Lancée le 3 novembre, la levée de fonds a réuni 19 millions d’euros de promesses d’investissement auprès de 22 751 personnes. « On est sur un nuage », a confié François Marciano, directeur général de la Scop Duralex, sur RTL. « Ce sont principalement des particuliers, des Français qui veulent sauver leur usine. Ils veulent sauver leur madeleine de Proust », a-t-il indiqué. Et maintenant ?
Duralex : 19 M€ de promesses pour financer la diversification
« Duralex n’a aucune dette », a tenu à préciser François Marciano. « Aujourd’hui, le seul emprunt qu’on a fait au départ, il est de 4 millions. On a encore 3,6 millions à rembourser. C’est la vie classique d’une entreprise », a-t-il ajouté. Dans l’immédiat, l’AMF autorise l’encaissement de 4 millions d’euros issus de ces promesses, disponibles d’ici la fin du mois de novembre.
« On a réveillé cette année Duralex, maintenant, il va falloir transformer Duralex », a lancé le dirigeant. Cap sur la diversification : « On va se diversifier. Duralex demain va fabriquer tout ce qui est en verre dans une maison, hormis les vitres, par exemple une patère pour accrocher ses vêtements », a dévoilé François Marciano. Le plan produit se cale sur une réalité industrielle assumée, après des années sans nouveauté. « Depuis 1997, il n’y avait pas de nouveautés. On va, sur ces 5 millions, utiliser 2,5 millions pour investir dans des nouveaux produits. L’autre moitié va servir à investir dans des machines pour aller prendre des parts de marché B2B« , a détaillé le patron, avec un premier débouché cité, les pots de moutarde.
Concrètement, la levée de fonds doit financer les postes suivants :
- 2,5 M€ pour des nouveaux produits destinés à compléter la gamme maison en verre.
- 2,5 M€ pour des machines afin de conquérir des marchés B2B, dont les pots de moutarde.
- Modernisation et remise aux normes du site de La Chapelle‑Saint‑Mesmin pour gagner en productivité et relancer des gammes déco.
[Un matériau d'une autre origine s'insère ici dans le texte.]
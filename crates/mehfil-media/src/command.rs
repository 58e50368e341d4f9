//! FFmpeg command builder and runner.

use std::path::{Path, PathBuf};
use std::process::Stdio;
use tokio::process::Command;
use tracing::debug;

use crate::error::{MediaError, MediaResult};

/// One FFmpeg input: a file path or a lavfi source spec.
#[derive(Debug, Clone)]
struct Input {
    /// Demuxer format forced with `-f`, e.g. "lavfi" or "concat"
    format: Option<String>,
    /// Extra arguments placed before this input's `-i`
    args: Vec<String>,
    /// The `-i` argument itself
    source: String,
}

/// Builder for FFmpeg commands.
///
/// Supports multiple inputs so title cards can be synthesized from lavfi
/// sources (`color` background plus `anullsrc` silent audio) in one pass.
#[derive(Debug, Clone)]
pub struct FfmpegCommand {
    inputs: Vec<Input>,
    /// Output file path
    output: PathBuf,
    /// Output arguments (after the inputs)
    output_args: Vec<String>,
    /// Whether to overwrite output
    overwrite: bool,
    /// Log level
    log_level: String,
}

impl FfmpegCommand {
    /// Create a new FFmpeg command writing to `output`.
    pub fn new(output: impl AsRef<Path>) -> Self {
        Self {
            inputs: Vec::new(),
            output: output.as_ref().to_path_buf(),
            output_args: Vec::new(),
            overwrite: true,
            log_level: "error".to_string(),
        }
    }

    /// Add a file input.
    pub fn input(mut self, path: impl AsRef<Path>) -> Self {
        self.inputs.push(Input {
            format: None,
            args: Vec::new(),
            source: path.as_ref().to_string_lossy().to_string(),
        });
        self
    }

    /// Add a lavfi source input (e.g. `color=c=black:s=1920x1080` or
    /// `anullsrc=r=48000:cl=stereo`).
    pub fn lavfi_input(mut self, spec: impl Into<String>) -> Self {
        self.inputs.push(Input {
            format: Some("lavfi".to_string()),
            args: Vec::new(),
            source: spec.into(),
        });
        self
    }

    /// Add a concat demuxer list input with `-safe 0`.
    pub fn concat_input(mut self, list_path: impl AsRef<Path>) -> Self {
        self.inputs.push(Input {
            format: Some("concat".to_string()),
            args: vec!["-safe".to_string(), "0".to_string()],
            source: list_path.as_ref().to_string_lossy().to_string(),
        });
        self
    }

    /// Add an output argument (after the inputs).
    pub fn output_arg(mut self, arg: impl Into<String>) -> Self {
        self.output_args.push(arg.into());
        self
    }

    /// Add multiple output arguments.
    pub fn output_args<I, S>(mut self, args: I) -> Self
    where
        I: IntoIterator<Item = S>,
        S: Into<String>,
    {
        self.output_args.extend(args.into_iter().map(Into::into));
        self
    }

    /// Set video filter.
    pub fn video_filter(self, filter: impl Into<String>) -> Self {
        self.output_arg("-vf").output_arg(filter)
    }

    /// Copy all streams without re-encoding.
    pub fn codec_copy(self) -> Self {
        self.output_arg("-c").output_arg("copy")
    }

    /// Stop writing when the shortest stream ends. Used when pairing a
    /// finite video with an infinite `anullsrc` audio source.
    pub fn shortest(self) -> Self {
        self.output_arg("-shortest")
    }

    /// The output path this command writes to.
    pub fn output(&self) -> &Path {
        &self.output
    }

    /// Build the command argument list.
    pub fn build_args(&self) -> Vec<String> {
        let mut args = Vec::new();

        if self.overwrite {
            args.push("-y".to_string());
        }

        args.push("-hide_banner".to_string());
        args.push("-loglevel".to_string());
        args.push(self.log_level.clone());

        for input in &self.inputs {
            if let Some(format) = &input.format {
                args.push("-f".to_string());
                args.push(format.clone());
            }
            args.extend(input.args.clone());
            args.push("-i".to_string());
            args.push(input.source.clone());
        }

        args.extend(self.output_args.clone());
        args.push(self.output.to_string_lossy().to_string());

        args
    }
}

/// Run an FFmpeg command to completion, capturing stderr.
///
/// Stdout/stderr are not streamed; the pipeline is one-shot and sequential,
/// so the stderr tail on failure is all the diagnostics we need.
pub async fn run_ffmpeg(cmd: &FfmpegCommand) -> MediaResult<()> {
    which::which("ffmpeg").map_err(|_| MediaError::FfmpegNotFound)?;

    let args = cmd.build_args();
    debug!("Running FFmpeg: ffmpeg {}", args.join(" "));

    let output = Command::new("ffmpeg")
        .args(&args)
        .stdin(Stdio::null())
        .stdout(Stdio::piped())
        .stderr(Stdio::piped())
        .output()
        .await?;

    if output.status.success() {
        Ok(())
    } else {
        let stderr = String::from_utf8_lossy(&output.stderr);
        Err(MediaError::ffmpeg_failed(
            "FFmpeg exited with non-zero status",
            Some(stderr_tail(&stderr)),
            output.status.code(),
        ))
    }
}

/// Last few stderr lines, which is where FFmpeg puts the actual failure.
fn stderr_tail(stderr: &str) -> String {
    let lines: Vec<&str> = stderr.lines().collect();
    let start = lines.len().saturating_sub(5);
    lines[start..].join("\n")
}

/// Check if FFmpeg is available.
pub fn check_ffmpeg() -> MediaResult<PathBuf> {
    which::which("ffmpeg").map_err(|_| MediaError::FfmpegNotFound)
}

/// Check if FFprobe is available.
pub fn check_ffprobe() -> MediaResult<PathBuf> {
    which::which("ffprobe").map_err(|_| MediaError::FfprobeNotFound)
}

#[cfg(test)]
mod tests {
    use super::*;

    #[test]
    fn test_command_builder_single_input() {
        let cmd = FfmpegCommand::new("out.mp4")
            .input("in.mp4")
            .video_filter("scale=1920:1080")
            .output_args(["-c:v", "libx264"]);

        let args = cmd.build_args();
        assert_eq!(args[0], "-y");
        assert!(args.contains(&"-i".to_string()));
        assert!(args.contains(&"in.mp4".to_string()));
        assert!(args.contains(&"scale=1920:1080".to_string()));
        assert_eq!(args.last().unwrap(), "out.mp4");
    }

    #[test]
    fn test_lavfi_inputs_carry_format_flag() {
        let cmd = FfmpegCommand::new("card.mp4")
            .lavfi_input("color=c=black:s=1920x1080:r=30:d=5")
            .lavfi_input("anullsrc=r=48000:cl=stereo")
            .shortest();

        let args = cmd.build_args();
        let lavfi_count = args.iter().filter(|a| a.as_str() == "lavfi").count();
        assert_eq!(lavfi_count, 2);
        assert!(args.contains(&"-shortest".to_string()));

        // -f lavfi must precede its -i
        let f_pos = args.iter().position(|a| a == "-f").unwrap();
        let i_pos = args.iter().position(|a| a == "-i").unwrap();
        assert!(f_pos < i_pos);
    }

    #[test]
    fn test_concat_input_is_unsafe_paths() {
        let cmd = FfmpegCommand::new("final.mp4")
            .concat_input("list.txt")
            .codec_copy();

        let args = cmd.build_args();
        assert!(args.contains(&"concat".to_string()));
        assert!(args.contains(&"-safe".to_string()));
        assert!(args.contains(&"0".to_string()));
        assert!(args.contains(&"copy".to_string()));
    }

    #[test]
    fn test_stderr_tail_keeps_last_lines() {
        let stderr = "a\nb\nc\nd\ne\nf\ng";
        assert_eq!(stderr_tail(stderr), "c\nd\ne\nf\ng");
        assert_eq!(stderr_tail("only"), "only");
    }
}
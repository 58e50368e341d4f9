//! Pipeline error type.
//!
//! Wraps the stage errors and attaches enough context (roster row,
//! performer name) to identify which record and which stage failed.

use thiserror::Error;

use mehfil_media::MediaError;
use mehfil_roster::RosterError;

/// Result type for pipeline operations.
pub type PipelineResult<T> = Result<T, PipelineError>;

/// Errors that abort a pipeline run.
#[derive(Debug, Error)]
pub enum PipelineError {
    #[error("roster: {0}")]
    Roster(#[from] RosterError),

    #[error("missing clip for roster row {row}: expected file '{expected}'")]
    MissingClip { expected: String, row: usize },

    #[error("roster is empty: no performer rows found")]
    EmptyRoster,

    #[error("row {row} ({performer}): {source}")]
    Record {
        /// 1-based roster row (first data row below the header is row 1)
        row: usize,
        performer: String,
        source: MediaError,
    },

    #[error(transparent)]
    Media(#[from] MediaError),

    #[error("IO error: {0}")]
    Io(#[from] std::io::Error),
}

impl PipelineError {
    /// Attach row context to a per-record media failure.
    pub fn record(row: usize, performer: impl Into<String>, source: MediaError) -> Self {
        Self::Record {
            row,
            performer: performer.into(),
            source,
        }
    }
}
Nouveaux produits, B2B et calendrier d’encaissement
La collecte a été organisée via Lita sous forme de titres participatifs accessibles dès 100 euros, placement rémunéré annoncé à 8 % bruts par an sur sept ans, non garanti. Pour ouvrir largement la participation, un plafond de 1 000 euros par personne a été appliqué lors de la pré‑collecte, vite suspendue face à un afflux déja massif. « On n’en revient pas, on est à près de 20 millions d’euros d’intentions de financement en 48h, c’est énorme ! », a réagi François Marciano. « On réfléchit à faire une cagnotte, on reçoit tellement de chèques à l’usine, qu’on ne peut pas encaisser parce qu’on est une entreprise », a-t-il aussi expliqué.
Cette dynamique soutient la feuille de route : investir dans des moules et lignes qui permettront de produire « tout ce qui est en verre dans une maison » et d’ouvrir des débouchés en décoration, tout en sécurisant des volumes en B2B. Côté activité, la verrerie vise 33 millions d’euros de chiffre d’affaires cette année et l’équilibre à 35 millions d’euros, avant une cible de 39 millions d’euros à l’horizon 2030. « On est dans la stratosphère, vous n’imaginez pas ! », s’est-il réjoui. Les titres participatifs seront remboursés selon l’évolution future de l’entreprise.